An a priori power analysis indicated that a sample size of 220 patients is sufficiently large
to detect a mean difference in the pain VAS of 1.5 that would have a clinical importance,
with a type-I error of 0.05 and a power of 90%. Additional patients (20%) will be added for a
final sample size of 264 patients to compensate for those dropping out during the study.
Interim Analysis
An independent safety committee will perform three interim analyses on information time 25%
(55 patients), 50% (110 patients) and 75% (165 patients).
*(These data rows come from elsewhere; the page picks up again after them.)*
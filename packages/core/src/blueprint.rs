//! Blueprint runtime: orchestrates a proposal end to end, collecting
//! fields, opening a transaction, running the forge body, building
//! P₀/P₃, verifying, committing or rolling back, and recording the
//! event in the ledger.

use crate::engine::{self, SyntheticReason, VerificationBudget, Verdict, Witness};
use crate::error::BlueprintError;
use crate::field::{Field, FieldValue, StatePath};
use crate::geometry::ControlPoints;
use crate::law::Law;
use crate::ledger::{AppendRequest, Ledger};
use crate::rule::{FieldSnapshot, Rule};
use crate::vector::StateVector;
use std::collections::HashMap;
use std::sync::Arc;

/// One action a forge body can emit. Field writes during the body go
/// to proposals; actions are collected and scanned afterward.
pub enum ForgeAction {
    Commit,
    Reject(String),
    /// `(predicate_name, reason)`, a conditionally-triggered rejection,
    /// distinguished from a plain `Reject` only for diagnostics.
    ConditionalReject(String, String),
}

/// A mutable, name-addressed view over a blueprint's fields, handed to
/// a forge body while it runs.
pub struct FieldTable<'a> {
    fields: &'a mut [Field],
    index_by_name: &'a HashMap<String, usize>,
}

impl<'a> FieldTable<'a> {
    pub fn write(&mut self, name: &str, value: FieldValue) {
        if let Some(&i) = self.index_by_name.get(name) {
            self.fields[i].write(value);
        }
    }

    pub fn move_to(&mut self, name: &str, label: impl Into<String>) {
        if let Some(&i) = self.index_by_name.get(name) {
            self.fields[i].move_to(label);
        }
    }

    pub fn read(&self, name: &str) -> Option<&FieldValue> {
        self.index_by_name.get(name).map(|&i| self.fields[i].read())
    }
}

type ForgeBody = Box<dyn Fn(&mut FieldTable) -> Vec<ForgeAction> + Send + Sync>;

struct ForgeDefinition {
    body: ForgeBody,
}

/// Builder for a [`Blueprint`]'s owned field list, rule set, forge
/// definitions, and continuous laws. Registration, which fixes the
/// dimension ordering, happens once, at [`BlueprintBuilder::build`].
pub struct BlueprintBuilder {
    type_name: String,
    fields: Vec<Field>,
    index_by_name: HashMap<String, usize>,
    rules: Vec<Rule>,
    forges: HashMap<String, ForgeDefinition>,
    laws: Vec<Law>,
    budget: VerificationBudget,
}

impl BlueprintBuilder {
    pub fn new(type_name: impl Into<String>) -> Self {
        Self {
            type_name: type_name.into(),
            fields: Vec::new(),
            index_by_name: HashMap::new(),
            rules: Vec::new(),
            forges: HashMap::new(),
            laws: Vec::new(),
            budget: VerificationBudget::default(),
        }
    }

    pub fn field(mut self, name: impl Into<String>, initial: FieldValue) -> Result<Self, BlueprintError> {
        let name = name.into();
        if self.index_by_name.contains_key(&name) {
            return Err(BlueprintError::DuplicateField(name));
        }
        let index = self.fields.len();
        self.index_by_name.insert(name.clone(), index);
        self.fields.push(Field::new(name, index, initial));
        Ok(self)
    }

    pub fn field_with_path(
        mut self,
        name: impl Into<String>,
        initial: FieldValue,
        path: StatePath,
    ) -> Result<Self, BlueprintError> {
        let name = name.into();
        if self.index_by_name.contains_key(&name) {
            return Err(BlueprintError::DuplicateField(name));
        }
        let index = self.fields.len();
        self.index_by_name.insert(name.clone(), index);
        self.fields.push(Field::new(name, index, initial).with_state_path(path));
        Ok(self)
    }

    pub fn law(mut self, law: Law) -> Self {
        self.laws.push(law);
        self
    }

    pub fn rule(mut self, rule: Rule) -> Result<Self, BlueprintError> {
        if self.rules.iter().any(|r| r.name() == rule.name()) {
            return Err(BlueprintError::DuplicateRule(rule.name().to_string()));
        }
        self.rules.push(rule);
        Ok(self)
    }

    pub fn forge(
        mut self,
        name: impl Into<String>,
        body: impl Fn(&mut FieldTable) -> Vec<ForgeAction> + Send + Sync + 'static,
    ) -> Result<Self, BlueprintError> {
        let name = name.into();
        if self.forges.contains_key(&name) {
            return Err(BlueprintError::DuplicateForge(name));
        }
        self.forges.insert(
            name,
            ForgeDefinition {
                body: Box::new(body),
            },
        );
        Ok(self)
    }

    pub fn budget(mut self, budget: VerificationBudget) -> Self {
        self.budget = budget;
        self
    }

    pub fn build(self, ledger: Arc<Ledger>) -> Blueprint {
        Blueprint {
            type_name: self.type_name,
            fields: self.fields,
            index_by_name: self.index_by_name,
            rules: self.rules,
            forges: self.forges,
            laws: self.laws,
            budget: self.budget,
            ledger,
        }
    }
}

/// A typed object definition (fields + rules + forges), instantiated
/// once and long-lived. Registration is fixed at construction
/// (`BlueprintBuilder::build`): the dimension ordering never changes
/// afterward.
pub struct Blueprint {
    type_name: String,
    fields: Vec<Field>,
    index_by_name: HashMap<String, usize>,
    rules: Vec<Rule>,
    forges: HashMap<String, ForgeDefinition>,
    laws: Vec<Law>,
    budget: VerificationBudget,
    ledger: Arc<Ledger>,
}

impl Blueprint {
    pub fn type_name(&self) -> &str {
        &self.type_name
    }

    pub fn field_value(&self, name: &str) -> Option<&FieldValue> {
        self.index_by_name.get(name).map(|&i| self.fields[i].committed_value())
    }

    /// Overwrite a field's committed value directly, outside of any
    /// forge transaction. Per [`Field::write`]'s contract this bypasses
    /// the proposal stage entirely. It is for setting up a blueprint's
    /// starting state (tests, fixtures), not for use inside a forge body.
    pub fn set_field(&mut self, name: &str, value: FieldValue) {
        if let Some(&i) = self.index_by_name.get(name) {
            self.fields[i].write(value);
        }
    }

    fn law_names(&self) -> Vec<String> {
        self.laws.iter().map(|l| l.name().to_string()).collect()
    }

    /// Execute a named forge: the full §4.6 lifecycle.
    pub fn forge(&mut self, name: &str) -> Verdict {
        let span = tracing::debug_span!("blueprint::forge", blueprint = %self.type_name, forge = name);
        let _enter = span.enter();

        if !self.forges.contains_key(name) {
            tracing::warn!(forge = name, "no forge with this name");
            let dim = self.fields.len();
            let witness = Witness::synthetic(
                SyntheticReason::UnknownForge,
                0.0,
                StateVector::zero(dim),
                format!("no forge named `{name}`"),
            );
            let verdict = Verdict::Reject(witness);
            self.record_degenerate(name, &verdict);
            return verdict;
        }

        for field in &mut self.fields {
            field.begin_forge();
        }

        let actions = {
            let mut table = FieldTable {
                fields: &mut self.fields,
                index_by_name: &self.index_by_name,
            };
            (self.forges[name].body)(&mut table)
        };

        if let Some(reason) = actions.iter().find_map(|action| match action {
            ForgeAction::Reject(reason) => Some(reason.clone()),
            ForgeAction::ConditionalReject(predicate, reason) => {
                Some(format!("{predicate}: {reason}"))
            }
            ForgeAction::Commit => None,
        }) {
            tracing::info!(forge = name, reason = %reason, "explicit rejection");
            for field in &mut self.fields {
                field.rollback();
            }
            let dim = self.fields.len();
            let witness = Witness::synthetic(SyntheticReason::ExplicitReject, 0.0, StateVector::zero(dim), reason);
            let verdict = Verdict::Reject(witness);
            self.record_degenerate(name, &verdict);
            return verdict;
        }

        let p0 = StateVector::new(
            self.fields.iter().map(Field::current_state_value).collect::<Vec<_>>(),
        );
        let p3 = StateVector::new(
            self.fields.iter().map(Field::proposed_state_value).collect::<Vec<_>>(),
        );
        let cp = ControlPoints::linear(&p0, &p3).expect("a blueprint's fields share one dimension by construction");

        for rule in &self.rules {
            let snapshot = FieldSnapshot::proposed(&self.fields);
            if !rule.evaluate(&snapshot) {
                let failing = rule.failing_conditions(&snapshot).join(", ");
                tracing::info!(forge = name, rule = rule.name(), "rule rejected proposed state");
                for field in &mut self.fields {
                    field.rollback();
                }
                let witness = Witness {
                    law_index: -1,
                    law_name: rule.name().to_string(),
                    time: 1.0,
                    state: p3.clone(),
                    repair_direction: None,
                    reason: format!("rule `{}` fails against the proposed state ({failing})", rule.name()),
                };
                let verdict = Verdict::Reject(witness);
                self.ledger.append(AppendRequest {
                    control_points: &cp,
                    law_names: &self.law_names(),
                    verdict: &verdict,
                    forge_name: Some(name.to_string()),
                    blueprint_type: Some(self.type_name.clone()),
                });
                return verdict;
            }
        }

        let verdict = engine::verify_with_budget(&cp, &self.laws, self.budget);

        match &verdict {
            Verdict::Commit => {
                for field in &mut self.fields {
                    field.commit();
                }
            }
            Verdict::Reject(_) => {
                for field in &mut self.fields {
                    field.rollback();
                }
            }
        }

        self.ledger.append(AppendRequest {
            control_points: &cp,
            law_names: &self.law_names(),
            verdict: &verdict,
            forge_name: Some(name.to_string()),
            blueprint_type: Some(self.type_name.clone()),
        });

        verdict
    }

    /// Free-form geometry: the caller supplies `P0..P3` directly,
    /// bypassing the field-writing steps of `forge`. On commit, the
    /// named fields are updated from `P3`'s corresponding components,
    /// in the order given.
    pub fn move_along(&mut self, cp: ControlPoints, geometry_fields: &[&str]) -> Verdict {
        let span = tracing::debug_span!("blueprint::move_along", blueprint = %self.type_name);
        let _enter = span.enter();

        assert_eq!(
            geometry_fields.len(),
            cp.dimension(),
            "move_along's field list must match the curve's dimension"
        );

        let verdict = engine::verify_with_budget(&cp, &self.laws, self.budget);

        if verdict.is_commit() {
            for (dim, name) in geometry_fields.iter().enumerate() {
                if let Some(&i) = self.index_by_name.get(*name) {
                    let value = cp.p3.get(dim).expect("dimension already checked");
                    self.fields[i].write(FieldValue::Double(value));
                    self.fields[i].commit();
                }
            }
        }

        self.ledger.append(AppendRequest {
            control_points: &cp,
            law_names: &self.law_names(),
            verdict: &verdict,
            forge_name: Some("move_along".to_string()),
            blueprint_type: Some(self.type_name.clone()),
        });

        verdict
    }

    /// Is the current committed state lawful with respect to every
    /// registered law and rule? Laws are evaluated at the committed
    /// state vector; rules against the committed field snapshot.
    pub fn is_lawful(&self) -> bool {
        self.violations().is_empty()
    }

    /// Names of laws and rules the current committed state violates.
    pub fn violations(&self) -> Vec<String> {
        let state = StateVector::new(
            self.fields.iter().map(Field::current_state_value).collect::<Vec<_>>(),
        );
        let mut failing: Vec<String> = self
            .laws
            .iter()
            .filter(|l| !l.holds(&state))
            .map(|l| l.name().to_string())
            .collect();

        let snapshot = FieldSnapshot::committed(&self.fields);
        failing.extend(
            self.rules
                .iter()
                .filter(|r| !r.evaluate(&snapshot))
                .map(|r| r.name().to_string()),
        );
        failing
    }

    fn record_degenerate(&self, forge_name: &str, verdict: &Verdict) {
        let p0 = StateVector::new(
            self.fields.iter().map(Field::current_state_value).collect::<Vec<_>>(),
        );
        let degenerate = ControlPoints::linear(&p0, &p0).expect("a vector always matches itself");
        self.ledger.append(AppendRequest {
            control_points: &degenerate,
            law_names: &self.law_names(),
            verdict,
            forge_name: Some(forge_name.to_string()),
            blueprint_type: Some(self.type_name.clone()),
        });
    }
}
Data evaluation at each interim
analysis will be based on the alpha spending function concept, according to Lan and DeMets,
and will employ O'Brien-Fleming Z-test boundaries, which are very conservative early in the
trial. For the first interim analysis the efficacy stopping rule would require an extremely
low P value (P< 0.000015). For the second interim analysis P< 0.003 will be taken as efficacy
stopping rule. For the third interim analysis P< 0.02 will be taken as efficacy stopping
rule. Investigators will be kept blind to the interim analysis results.